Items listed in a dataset

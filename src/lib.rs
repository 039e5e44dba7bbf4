//! hybridsort: insertion, merge and hybrid sort, plus the machinery to time
//! them and find where the quadratic sort stops paying off.
//!
//! The sort providers never mutate their input; each returns a freshly
//! ordered `Vec`. All three are stable.
//!
//! # Example
//!
//! ```
//! use hybridsort::{hybrid_sort, insertion_sort, merge_sort};
//!
//! let data = vec![5, 3, 9, 1, 3];
//!
//! assert_eq!(insertion_sort(&data), vec![1, 3, 3, 5, 9]);
//! assert_eq!(merge_sort(&data), vec![1, 3, 3, 5, 9]);
//! assert_eq!(hybrid_sort(&data, 2), vec![1, 3, 3, 5, 9]);
//!
//! // The input is untouched.
//! assert_eq!(data, vec![5, 3, 9, 1, 3]);
//! ```

use std::cmp::Ordering;

pub mod algorithm;
pub mod crossover;
pub mod dataset;
pub mod error;
pub mod report;
pub mod statistics;
pub mod timer;
pub mod trials;

pub use algorithm::Algorithm;
pub use crossover::{find_n0, find_n0_with, CrossoverConfig, CrossoverSearch, InputPolicy};
pub use error::BenchError;
pub use report::ResultSet;
pub use statistics::{summarize, Summary};
pub use timer::{measure, Probe, WallClock};
pub use trials::{collect_sample, run_trials};

/// Sorts a copy of `seq` with insertion sort.
///
/// This is a convenience wrapper around [`insertion_sort_by`] for types that implement `Ord`.
pub fn insertion_sort<T>(seq: &[T]) -> Vec<T>
where
    T: Clone + Ord,
{
    insertion_sort_by(seq, T::cmp)
}

/// Sorts a copy of `seq` with insertion sort, using a custom comparator.
///
/// Each element is shifted left past every predecessor that compares
/// `Greater`, so equal elements never swap and the sort is stable.
/// Quadratic in general, linear on already ordered input.
pub fn insertion_sort_by<T, F>(seq: &[T], cmp: F) -> Vec<T>
where
    T: Clone,
    F: Fn(&T, &T) -> Ordering,
{
    let mut out = seq.to_vec();
    insertion_sort_in_place(&mut out, &cmp);
    out
}

fn insertion_sort_in_place<T, F>(arr: &mut [T], cmp: &F)
where
    F: Fn(&T, &T) -> Ordering,
{
    for i in 1..arr.len() {
        let mut j = i;
        while j > 0 && cmp(&arr[j - 1], &arr[j]) == Ordering::Greater {
            arr.swap(j - 1, j);
            j -= 1;
        }
    }
}

/// Sorts a copy of `seq` with top-down merge sort.
///
/// This is a convenience wrapper around [`merge_sort_by`] for types that implement `Ord`.
pub fn merge_sort<T>(seq: &[T]) -> Vec<T>
where
    T: Clone + Ord,
{
    merge_sort_by(seq, T::cmp)
}

/// Sorts a copy of `seq` with top-down merge sort, using a custom comparator.
///
/// Splits at `len / 2`, sorts both halves recursively and merges them with
/// [`merge_by`]. Sequences of length 0 or 1 are returned as they are.
pub fn merge_sort_by<T, F>(seq: &[T], cmp: F) -> Vec<T>
where
    T: Clone,
    F: Fn(&T, &T) -> Ordering,
{
    split_and_merge(seq, 0, &cmp)
}

/// Sorts a copy of `seq` with merge sort, handing every subsequence of
/// length `<= n0` to insertion sort.
///
/// This is a convenience wrapper around [`hybrid_sort_by`] for types that implement `Ord`.
///
/// # Example
///
/// ```
/// use hybridsort::hybrid_sort;
///
/// let data: Vec<u32> = (0..100).rev().collect();
/// let sorted = hybrid_sort(&data, 16);
/// assert!(sorted.windows(2).all(|w| w[0] <= w[1]));
/// ```
pub fn hybrid_sort<T>(seq: &[T], n0: usize) -> Vec<T>
where
    T: Clone + Ord,
{
    hybrid_sort_by(seq, n0, T::cmp)
}

/// Hybrid merge/insertion sort with a custom comparator.
///
/// `n0 == 0` never reaches insertion sort and behaves exactly like
/// [`merge_sort_by`].
pub fn hybrid_sort_by<T, F>(seq: &[T], n0: usize, cmp: F) -> Vec<T>
where
    T: Clone,
    F: Fn(&T, &T) -> Ordering,
{
    split_and_merge(seq, n0, &cmp)
}

/// Shared recursion for merge and hybrid sort. `cutoff == 0` is plain merge sort.
fn split_and_merge<T, F>(seq: &[T], cutoff: usize, cmp: &F) -> Vec<T>
where
    T: Clone,
    F: Fn(&T, &T) -> Ordering,
{
    if seq.len() <= 1 {
        return seq.to_vec();
    }
    if seq.len() <= cutoff {
        let mut out = seq.to_vec();
        insertion_sort_in_place(&mut out, cmp);
        return out;
    }

    let mid = seq.len() / 2;
    let left = split_and_merge(&seq[..mid], cutoff, cmp);
    let right = split_and_merge(&seq[mid..], cutoff, cmp);

    merge_by(&left, &right, cmp)
}

/// Merges two ordered sequences into a new ordered sequence.
///
/// This is a convenience wrapper around [`merge_by`] for types that implement `Ord`.
pub fn merge<T>(left: &[T], right: &[T]) -> Vec<T>
where
    T: Clone + Ord,
{
    merge_by(left, right, T::cmp)
}

/// Two-pointer merge with a custom comparator. On ties the left element goes first.
pub fn merge_by<T, F>(left: &[T], right: &[T], cmp: F) -> Vec<T>
where
    T: Clone,
    F: Fn(&T, &T) -> Ordering,
{
    let mut result: Vec<T> = Vec::with_capacity(left.len() + right.len());
    let mut i = 0;
    let mut j = 0;

    while i < left.len() && j < right.len() {
        if cmp(&left[i], &right[j]) != Ordering::Greater {
            result.push(left[i].clone());
            i += 1;
        } else {
            result.push(right[j].clone());
            j += 1;
        }
    }

    result.extend_from_slice(&left[i..]);
    result.extend_from_slice(&right[j..]);
    result
}
//! Uniform handle over the three sort providers.
//!
//! Callers never branch on which algorithm they hold. The hybrid variant
//! carries its own threshold, so `Algorithm::sort` has the same shape for
//! all three and a timing thunk is just `|| algorithm.sort(&data)`.

use crate::error::BenchError;
use crate::{hybrid_sort_by, insertion_sort_by, merge_sort_by};
use serde::Serialize;
use std::cmp::Ordering;
use std::fmt;

#[derive(Debug, Clone, Copy, PartialEq, Eq, Serialize)]
#[serde(tag = "name", rename_all = "lowercase")]
pub enum Algorithm {
    Insertion,
    Merge,
    Hybrid { threshold: usize },
}

impl Algorithm {
    /// Builds the hybrid algorithm from the outcome of a crossover search.
    ///
    /// Fails with [`BenchError::MissingThreshold`] when no threshold was found.
    pub fn hybrid(threshold: Option<usize>) -> Result<Self, BenchError> {
        threshold
            .map(|threshold| Algorithm::Hybrid { threshold })
            .ok_or(BenchError::MissingThreshold)
    }

    /// The three providers in report order, with the hybrid bound to `threshold`.
    pub fn all(threshold: Option<usize>) -> Result<[Self; 3], BenchError> {
        Ok([Algorithm::Insertion, Algorithm::Merge, Algorithm::hybrid(threshold)?])
    }

    /// Stable label used as the algorithm key in result records.
    pub fn name(&self) -> &'static str {
        match self {
            Algorithm::Insertion => "insertion",
            Algorithm::Merge => "merge",
            Algorithm::Hybrid { .. } => "hybrid",
        }
    }

    pub fn sort<T>(&self, input: &[T]) -> Vec<T>
    where
        T: Clone + Ord,
    {
        self.sort_by(input, T::cmp)
    }

    pub fn sort_by<T, F>(&self, input: &[T], cmp: F) -> Vec<T>
    where
        T: Clone,
        F: Fn(&T, &T) -> Ordering,
    {
        match *self {
            Algorithm::Insertion => insertion_sort_by(input, cmp),
            Algorithm::Merge => merge_sort_by(input, cmp),
            Algorithm::Hybrid { threshold } => hybrid_sort_by(input, threshold, cmp),
        }
    }
}

impl fmt::Display for Algorithm {
    fn fmt(&self, f: &mut fmt::Formatter<'_>) -> fmt::Result {
        match self {
            Algorithm::Hybrid { threshold } => write!(f, "hybrid(n0={})", threshold),
            other => f.write_str(other.name()),
        }
    }
}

Instructions to follow -> What you give back should be only the lines of the records above, starting at the line with "merge_by(&left, &right, cmp)" and ending at the line with "The hybrid variant", restated word for word.

Solution to this exercise ->
    merge_by(&left, &right, cmp)
}

/// Merges two ordered sequences into a new ordered sequence.
///
/// This is a convenience wrapper around [`merge_by`] for types that implement `Ord`.
pub fn merge<T>(left: &[T], right: &[T]) -> Vec<T>
where
    T: Clone + Ord,
{
    merge_by(left, right, T::cmp)
}

/// Two-pointer merge with a custom comparator. On ties the left element goes first.
pub fn merge_by<T, F>(left: &[T], right: &[T], cmp: F) -> Vec<T>
where
    T: Clone,
    F: Fn(&T, &T) -> Ordering,
{
    let mut result: Vec<T> = Vec::with_capacity(left.len() + right.len());
    let mut i = 0;
    let mut j = 0;

    while i < left.len() && j < right.len() {
        if cmp(&left[i], &right[j]) != Ordering::Greater {
            result.push(left[i].clone());
            i += 1;
        } else {
            result.push(right[j].clone());
            j += 1;
        }
    }

    result.extend_from_slice(&left[i..]);
    result.extend_from_slice(&right[j..]);
    result
}
//! Uniform handle over the three sort providers.
//!
//! Callers never branch on which algorithm they hold. The hybrid variant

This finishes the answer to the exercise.